I am having a problem with the following exercise. I have to determine the function f such that:
$f'(x^2)=\frac{1}{x} \text{ for } x>0, \quad f(1)=1$
Thank you in advance
I am having a problem with the following exercise. I have to determine the function f such that:
$f'(x^2)=\frac{1}{x} \text{ for } x>0, \quad f(1)=1$
Thank you in advance
$\dfrac{df(x^2)}{dx} = \dfrac{df(x^2)}{d(x^2)} \dfrac{d(x^2)}{dx} = 2x \dfrac{df(y)}{dy}$ where $y=x^2$. Hence, we get that $\dfrac1{\sqrt{y}} = \dfrac1{x} = \dfrac{df(x^2)}{dx} = 2\sqrt{y} \dfrac{df(y)}{dy}$ Hence, we have $\dfrac{df(y)}{dy} = \dfrac1{2y}$ This gives us that $f(y) = \dfrac{\log(y)}2 + C$. Since $f(1) = 1$, we get that $C=1$. Hence, we have $f(y) = \dfrac{\log(y)}2 +1$
$f '(x^2)=1/x \Rightarrow$ if you only plug in $x$ to the function $f '$ this yields the mentioned $f '(x)=x^{-1/2}$.
integrating this gives you $f(x)=2x^{1/2}+C$.

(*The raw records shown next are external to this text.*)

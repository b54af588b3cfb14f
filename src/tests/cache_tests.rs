use super::stored_guest;
use crate::{
    cache::{GuestCache, TtlCache},
    repository::MockGuestRepository,
};
use std::sync::Arc;
use std::time::Duration;

fn guest_cache(repo: MockGuestRepository) -> GuestCache {
    GuestCache::new(Arc::new(repo))
}

#[tokio::test]
async fn test_guest_lookup_is_served_from_cache() {
    let mut repo = MockGuestRepository::new();
    repo.expect_get_by_name()
        .withf(|name: &str| name == "Jane Doe")
        .times(1)
        .returning(|_| Ok(Some(stored_guest(1, "Jane Doe"))));

    let cache = guest_cache(repo);

    let first = cache.get_by_name("Jane Doe").await.unwrap().unwrap();
    let second = cache.get_by_name("Jane Doe").await.unwrap().unwrap();

    assert_eq!(first, second);
    assert_eq!(second.id, 1);
    assert_eq!(cache.size(), 1);
}

#[tokio::test]
async fn test_unknown_guest_is_cached_as_absent() {
    let mut repo = MockGuestRepository::new();
    repo.expect_get_by_name().times(1).returning(|_| Ok(None));

    let cache = guest_cache(repo);

    assert!(cache.get_by_name("Stranger").await.unwrap().is_none());
    assert!(cache.get_by_name("Stranger").await.unwrap().is_none());
    assert_eq!(cache.size(), 1);
}

#[tokio::test]
async fn test_repository_errors_pass_through_uncached() {
    let mut repo = MockGuestRepository::new();
    repo.expect_get_by_name()
        .times(2)
        .returning(|_| Err(sqlx::Error::PoolTimedOut));
    repo.expect_get_all()
        .times(1)
        .returning(|| Err(sqlx::Error::RowNotFound));

    let cache = guest_cache(repo);

    assert!(matches!(cache.get_by_name("Jane Doe").await, Err(sqlx::Error::PoolTimedOut)));
    assert!(matches!(cache.get_by_name("Jane Doe").await, Err(sqlx::Error::PoolTimedOut)));
    assert!(matches!(cache.get_all().await, Err(sqlx::Error::RowNotFound)));
    assert_eq!(cache.size(), 0);
}

#[tokio::test]
async fn test_update_invalidates_guest_and_list() {
    let mut repo = MockGuestRepository::new();
    repo.expect_get_by_name()
        .times(2)
        .returning(|_| Ok(Some(stored_guest(1, "Jane Doe"))));
    repo.expect_get_all()
        .times(2)
        .returning(|| Ok(vec![stored_guest(1, "Jane Doe")]));
    repo.expect_update().times(1).returning(|_| Ok(()));

    let cache = guest_cache(repo);

    cache.get_by_name("Jane Doe").await.unwrap();
    cache.get_all().await.unwrap();
    // Both served from cache
    cache.get_by_name("Jane Doe").await.unwrap();
    cache.get_all().await.unwrap();

    let mut guest = stored_guest(1, "Jane Doe");
    guest.attending = Some(true);
    cache.update(&mut guest).await.unwrap();
    assert_eq!(cache.size(), 0);

    // Both reloaded
    cache.get_by_name("Jane Doe").await.unwrap();
    cache.get_all().await.unwrap();
}

#[tokio::test]
async fn test_create_invalidates_cached_absence() {
    let mut repo = MockGuestRepository::new();
    let mut lookups = 0;
    repo.expect_get_by_name().times(2).returning(move |name| {
        lookups += 1;
        Ok((lookups > 1).then(|| stored_guest(7, name)))
    });
    repo.expect_create().times(1).returning(|guest| {
        guest.id = 7;
        Ok(())
    });

    let cache = guest_cache(repo);

    assert!(cache.get_by_name("New Guest").await.unwrap().is_none());

    let mut guest = crate::models::Guest::new("New Guest");
    cache.create(&mut guest).await.unwrap();
    assert_eq!(guest.id, 7);

    let found = cache.get_by_name("New Guest").await.unwrap().unwrap();
    assert_eq!(found.id, 7);
}

#[tokio::test]
async fn test_failed_write_leaves_cache_untouched() {
    let mut repo = MockGuestRepository::new();
    repo.expect_get_all()
        .times(1)
        .returning(|| Ok(vec![stored_guest(1, "Jane Doe")]));
    repo.expect_create()
        .times(1)
        .returning(|_| Err(sqlx::Error::PoolClosed));
    repo.expect_update()
        .times(1)
        .returning(|_| Err(sqlx::Error::RowNotFound));

    let cache = guest_cache(repo);
    cache.get_all().await.unwrap();

    let mut guest = crate::models::Guest::new("Jane Doe");
    assert!(matches!(cache.create(&mut guest).await, Err(sqlx::Error::PoolClosed)));
    assert!(matches!(cache.update(&mut guest).await, Err(sqlx::Error::RowNotFound)));

    // Still a hit: get_all expected only once
    assert_eq!(cache.get_all().await.unwrap().len(), 1);
    assert_eq!(cache.size(), 1);
}

#[tokio::test]
async fn test_bulk_writes_clear_everything() {
    let mut repo = MockGuestRepository::new();
    repo.expect_get_by_name()
        .times(3)
        .returning(|name| Ok(Some(stored_guest(1, name))));
    repo.expect_get_all().times(3).returning(|| Ok(vec![]));
    repo.expect_bulk_create().times(1).returning(|_| Ok(()));
    repo.expect_bulk_update().times(1).returning(|_| Ok(()));

    let cache = guest_cache(repo);

    cache.get_by_name("Jane Doe").await.unwrap();
    cache.get_all().await.unwrap();
    assert_eq!(cache.size(), 2);

    let mut guests = vec![crate::models::Guest::new("A"), crate::models::Guest::new("B")];
    cache.bulk_create(&mut guests).await.unwrap();
    assert_eq!(cache.size(), 0);

    cache.get_by_name("Jane Doe").await.unwrap();
    cache.get_all().await.unwrap();

    cache.bulk_update(&mut guests).await.unwrap();
    assert_eq!(cache.size(), 0);

    cache.get_by_name("Jane Doe").await.unwrap();
    cache.get_all().await.unwrap();
}

#[tokio::test]
async fn test_mark_opened_only_drops_that_guest() {
    let mut repo = MockGuestRepository::new();
    repo.expect_get_by_name()
        .withf(|name: &str| name == "Jane Doe")
        .times(2)
        .returning(|name| Ok(Some(stored_guest(1, name))));
    repo.expect_get_by_name()
        .withf(|name: &str| name == "John Smith")
        .times(1)
        .returning(|name| Ok(Some(stored_guest(2, name))));
    repo.expect_mark_invitation_opened()
        .withf(|name: &str| name == "Jane Doe")
        .times(1)
        .returning(|_| Ok(()));

    let cache = guest_cache(repo);

    cache.get_by_name("Jane Doe").await.unwrap();
    cache.get_by_name("John Smith").await.unwrap();

    cache.mark_invitation_opened("Jane Doe").await.unwrap();
    assert_eq!(cache.size(), 1);

    cache.get_by_name("Jane Doe").await.unwrap();
    cache.get_by_name("John Smith").await.unwrap();
}

#[tokio::test]
async fn test_expired_guest_is_reloaded() {
    let mut repo = MockGuestRepository::new();
    repo.expect_get_by_name()
        .times(2)
        .returning(|name| Ok(Some(stored_guest(1, name))));

    let cache = GuestCache::with_ttl(Arc::new(repo), Duration::from_millis(40), Duration::from_secs(60));

    cache.get_by_name("Jane Doe").await.unwrap();
    cache.get_by_name("Jane Doe").await.unwrap();

    tokio::time::sleep(Duration::from_millis(80)).await;
    cache.get_by_name("Jane Doe").await.unwrap();
}

#[tokio::test]
async fn test_caches_are_independent() {
    let first: TtlCache<i32> = TtlCache::new(Duration::from_secs(60));
    let second: TtlCache<i32> = TtlCache::new(Duration::from_secs(60));

    first.set("guest_jane", 1);
    second.set("guest_jane", 2);
    first.clear();

    assert_eq!(first.get("guest_jane"), None);
    assert_eq!(second.get("guest_jane"), Some(2));
}

#[tokio::test]
async fn test_concurrent_lookups_agree() {
    let mut repo = MockGuestRepository::new();
    // No single-flight: concurrent misses may each reach the repository
    repo.expect_get_by_name()
        .times(1..=8)
        .returning(|name| Ok(Some(stored_guest(3, name))));

    let cache = Arc::new(guest_cache(repo));
    let lookups = (0..8).map(|_| {
        let cache = cache.clone();
        tokio::spawn(async move { cache.get_by_name("Jane Doe").await })
    });

    for result in futures::future::join_all(lookups).await {
        let guest = result.unwrap().unwrap().unwrap();
        assert_eq!(guest.id, 3);
    }
    assert_eq!(cache.size(), 1);
}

now adjust the const so that $f(x)=1$ where $x=1$. (you might find something like -1...)
Cheers Fab
We have $xf'(x^2)=1$. Let $g(x)=f(x^2)$. Then $g'(x)=2xf'(x^2)$. So the original condition reads $ g'(x)=2. $ This tells us that $g(x)=2x+c$ for some constant $c$. But then, as we consider positive $x$, $ f(x)=f((\sqrt x)^2)=g(\sqrt x)=2{\sqrt x}+c. $ As $f(1)=1$, we have $1=2+c$, so $c=-1$. Then $ f(x)=2\sqrt x - 1 $